Gold can be extracted in many different ways, and refined in still many other ways. Some of which are more benign than others but each requiring steps in the process that do create acids, bases or other harmful by-products such as gases or residuals that require proper processing or disposal. There is no method currently that would allow someone to recover and process precious metals without using some method that required serious safety precautions in order to prevent the possibility of serious injury, harm, or in some cases even death.
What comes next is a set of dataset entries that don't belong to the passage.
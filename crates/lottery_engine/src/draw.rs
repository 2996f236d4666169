//! Ticket ranges, seed-derived ticket selection and winner resolution.

use lottery_primitives::{sha256, Hash256};
use primitive_types::U256;
use tracing::debug;

use crate::errors::DrawError;
use crate::snapshot::Entrant;

/// Half-open ticket interval `[start, end)` owned by one entrant.
#[derive(Clone, Debug, PartialEq, Eq)]
pub struct TicketRange {
    pub address: String,
    pub balance: u128,
    pub start: u128,
    pub end: u128,
}

impl TicketRange {
    #[must_use]
    pub const fn contains(&self, ticket: u128) -> bool {
        self.start <= ticket && ticket < self.end
    }
}

/// Assign contiguous ranges in entrant order. Returns the ranges and the
/// total ticket count (the final cursor).
pub fn build_ranges(entrants: &[Entrant]) -> Result<(Vec<TicketRange>, u128), DrawError> {
    let mut ranges = Vec::with_capacity(entrants.len());
    let mut cursor: u128 = 0;
    for (index, e) in entrants.iter().enumerate() {
        let end = cursor
            .checked_add(e.balance)
            .ok_or(DrawError::TicketOverflow { index })?;
        ranges.push(TicketRange {
            address: e.address.clone(),
            balance: e.balance,
            start: cursor,
            end,
        });
        cursor = end;
    }
    Ok((ranges, cursor))
}

/// Ticket derived from a seed, with the intermediate values a verifier
/// publishes.
#[derive(Clone, Debug, PartialEq, Eq)]
pub struct TicketDraw {
    pub ticket: u128,
    pub seed_hash: Hash256,
    pub seed_int: U256,
}

impl TicketDraw {
    #[must_use]
    pub fn seed_hash_hex(&self) -> String {
        hex::encode(self.seed_hash)
    }
}

/// `ticket = int_be(SHA-256(seed)) mod total_tickets`.
pub fn select_ticket(seed: &str, total_tickets: u128) -> Result<TicketDraw, DrawError> {
    if total_tickets == 0 {
        return Err(DrawError::ZeroTotalTickets);
    }
    let seed_hash = sha256(seed.as_bytes());
    let seed_int = U256::from_big_endian(&seed_hash);
    // remainder < total_tickets <= u128::MAX
    let ticket = (seed_int % U256::from(total_tickets)).low_u128();
    Ok(TicketDraw { ticket, seed_hash, seed_int })
}

fn winner_position(ranges: &[TicketRange], ticket: u128) -> Result<usize, DrawError> {
    // first range whose end is strictly greater than the ticket
    let idx = ranges.partition_point(|r| r.end <= ticket);
    if idx >= ranges.len() {
        return Err(DrawError::TicketOutOfRange {
            ticket,
            total: ranges.last().map_or(0, |r| r.end),
        });
    }
    Ok(idx)
}

/// Binary search for the range containing `ticket`.
///
/// A ticket past the last range means it was computed against a different
/// total than these ranges imply; that is reported, never clamped.
pub fn resolve_winner(ranges: &[TicketRange], ticket: u128) -> Result<&TicketRange, DrawError> {
    winner_position(ranges, ticket).map(|i| &ranges[i])
}

/// Result of a full draw over an ordered entrant list.
#[derive(Clone, Debug, PartialEq, Eq)]
pub struct DrawOutcome {
    pub ranges: Vec<TicketRange>,
    pub total_tickets: u128,
    pub draw: TicketDraw,
    pub winner_index: usize,
}

impl DrawOutcome {
    #[must_use]
    pub fn winner(&self) -> &TicketRange {
        &self.ranges[self.winner_index]
    }
}

/// Ranges → ticket → winner. Fails before hashing when nobody is eligible.
pub fn run_draw(seed: &str, entrants: &[Entrant]) -> Result<DrawOutcome, DrawError> {
    if entrants.is_empty() {
        return Err(DrawError::NoEligibleEntrants);
    }
    let (ranges, total_tickets) = build_ranges(entrants)?;
    let draw = select_ticket(seed, total_tickets)?;
    let winner_index = winner_position(&ranges, draw.ticket)?;
    debug!(
        entrants = ranges.len(),
        total_tickets,
        ticket = draw.ticket,
        winner = %ranges[winner_index].address,
        "draw resolved"
    );
    Ok(DrawOutcome { ranges, total_tickets, draw, winner_index })
}

#[cfg(test)]
mod tests {
    use super::*;

    fn abc_entrants() -> Vec<Entrant> {
        vec![
            Entrant::new("Alice", 100),
            Entrant::new("Bob", 50),
            Entrant::new("Carol", 200),
        ]
    }

    #[test]
    fn ranges_for_three_entrants() {
        let (ranges, total) = build_ranges(&abc_entrants()).expect("ranges");
        assert_eq!(total, 350);
        let spans: Vec<(&str, u128, u128)> = ranges
            .iter()
            .map(|r| (r.address.as_str(), r.start, r.end))
            .collect();
        assert_eq!(spans, [("Alice", 0, 100), ("Bob", 100, 150), ("Carol", 150, 350)]);
    }

    #[test]
    fn ranges_empty_input() {
        let (ranges, total) = build_ranges(&[]).expect("ranges");
        assert!(ranges.is_empty());
        assert_eq!(total, 0);
    }

    #[test]
    fn ranges_overflow_is_reported() {
        let entrants = [Entrant::new("a", u128::MAX), Entrant::new("b", 1)];
        assert_eq!(build_ranges(&entrants), Err(DrawError::TicketOverflow { index: 1 }));
    }

    #[test]
    fn select_ticket_abc() {
        let d = select_ticket("abc", 350).expect("ticket");
        assert_eq!(
            d.seed_hash_hex(),
            "ba7816bf8f01cfea414140de5dae2223b00361a396177a9cb410ff61f20015ad"
        );
        assert_eq!(
            d.seed_int.to_string(),
            "84342368487090800366523834928142263660104883695016514377462985829716817089965"
        );
        assert_eq!(d.ticket, 215);
        assert_eq!(select_ticket("abc", 1_000).expect("ticket").ticket, 965);
    }

    #[test]
    fn select_ticket_rejects_zero_total() {
        assert_eq!(select_ticket("abc", 0), Err(DrawError::ZeroTotalTickets));
    }

    #[test]
    fn resolve_boundaries() {
        let (ranges, _) = build_ranges(&abc_entrants()).expect("ranges");
        let who = |t| resolve_winner(&ranges, t).map(|r| r.address.as_str());
        assert_eq!(who(0), Ok("Alice"));
        assert_eq!(who(99), Ok("Alice"));
        assert_eq!(who(100), Ok("Bob"));
        assert_eq!(who(120), Ok("Bob"));
        assert_eq!(who(149), Ok("Bob"));
        assert_eq!(who(150), Ok("Carol"));
        assert_eq!(who(349), Ok("Carol"));
        assert_eq!(who(350), Err(DrawError::TicketOutOfRange { ticket: 350, total: 350 }));
    }

    #[test]
    fn resolve_on_empty_ranges_fails() {
        assert_eq!(
            resolve_winner(&[], 0),
            Err(DrawError::TicketOutOfRange { ticket: 0, total: 0 })
        );
    }

    #[test]
    fn run_draw_abc_picks_carol() {
        let out = run_draw("abc", &abc_entrants()).expect("draw");
        assert_eq!(out.total_tickets, 350);
        assert_eq!(out.draw.ticket, 215);
        assert_eq!(out.winner().address, "Carol");
        assert!(out.winner().contains(215));
    }

    #[test]
    fn run_draw_blockhash_seed_picks_bob() {
        let out = run_draw("GHtXQBsoZHVnNFa9YevAzFr17DJjgHXk3ycTKD5xD3Zi", &abc_entrants())
            .expect("draw");
        assert_eq!(out.draw.ticket, 104);
        assert_eq!(out.winner().address, "Bob");
    }

    #[test]
    fn run_draw_without_entrants_is_degenerate() {
        assert_eq!(run_draw("abc", &[]), Err(DrawError::NoEligibleEntrants));
    }
}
I would like to say, one last thing in regards to your offensive drive by posting. In posting information, it's always the best practice to note your reference material. Since you did not, and since you seem to be stating certain things as if you wrote them yourself I thought perhaps it might add clarity by providing a link to the document you have obviously plagiarized in your attempt to lead us to believe you possess any intelligence at all. So for those who are interested, you can read the full documentation here:

http://www.gibbgroup.org/blog/wp-content/uploads/2014/03/Book-of-Abstracts-Final-copy1.pdf 

In your narcissistic rage, you have exposed yourself to be a specific type of person. Those types of people do not last very long here and never gain the satisfaction through their bad behavior, they so desperately seem to be seeking. Allow me to describe the way I personally might view someone like you. I picture you, angry, upset, standing on your office chair while it swivels and you attempt to keep your balance. Pointing at the computer screen, yelling, screaming, face beat red, blood pressure over the top, spittle flying from your mouth between the few teeth left in your head, loosing your mind and saying things that make no sense at all while your neighbors desperately call for the police to knock on your door because to them, it sounds like someone is doing very bad things to a wild animal. If it were not so obvious that you are on a path of self injury instead of self discovery, I might even smile and chuckle at your infantile attempts to anger those who have tried so very hard to help you in ways you cannot even begin to comprehend. Perhaps, once you have learned to properly write, and read, and have read enough, studied enough, practiced enough, and then changed your name and finally request to be a member of this site and behave like a normal human might, one who is respectfully seeking understanding and knowledge and willing to share actual proven methods of processing, recovering and refining precious metals you might, just perhaps, elevate yourself and become a productive contributing member of this forum. But until that time, well, all I have to say that I believe you might understand is simply, duh.

Scott


----------



## NobleMetalWorks (Feb 20, 2015)

New2refining said:


> gold in microwave
> 
> https://www.youtube.com/watch?v=HZBCgPuvmzI



At no time in this video does this person actually show live, recovering any precious metals from glass or anything else for that matter. Is says he does, but even the silver he produced, and showed melting in the home made microwave kiln he admitted to buying.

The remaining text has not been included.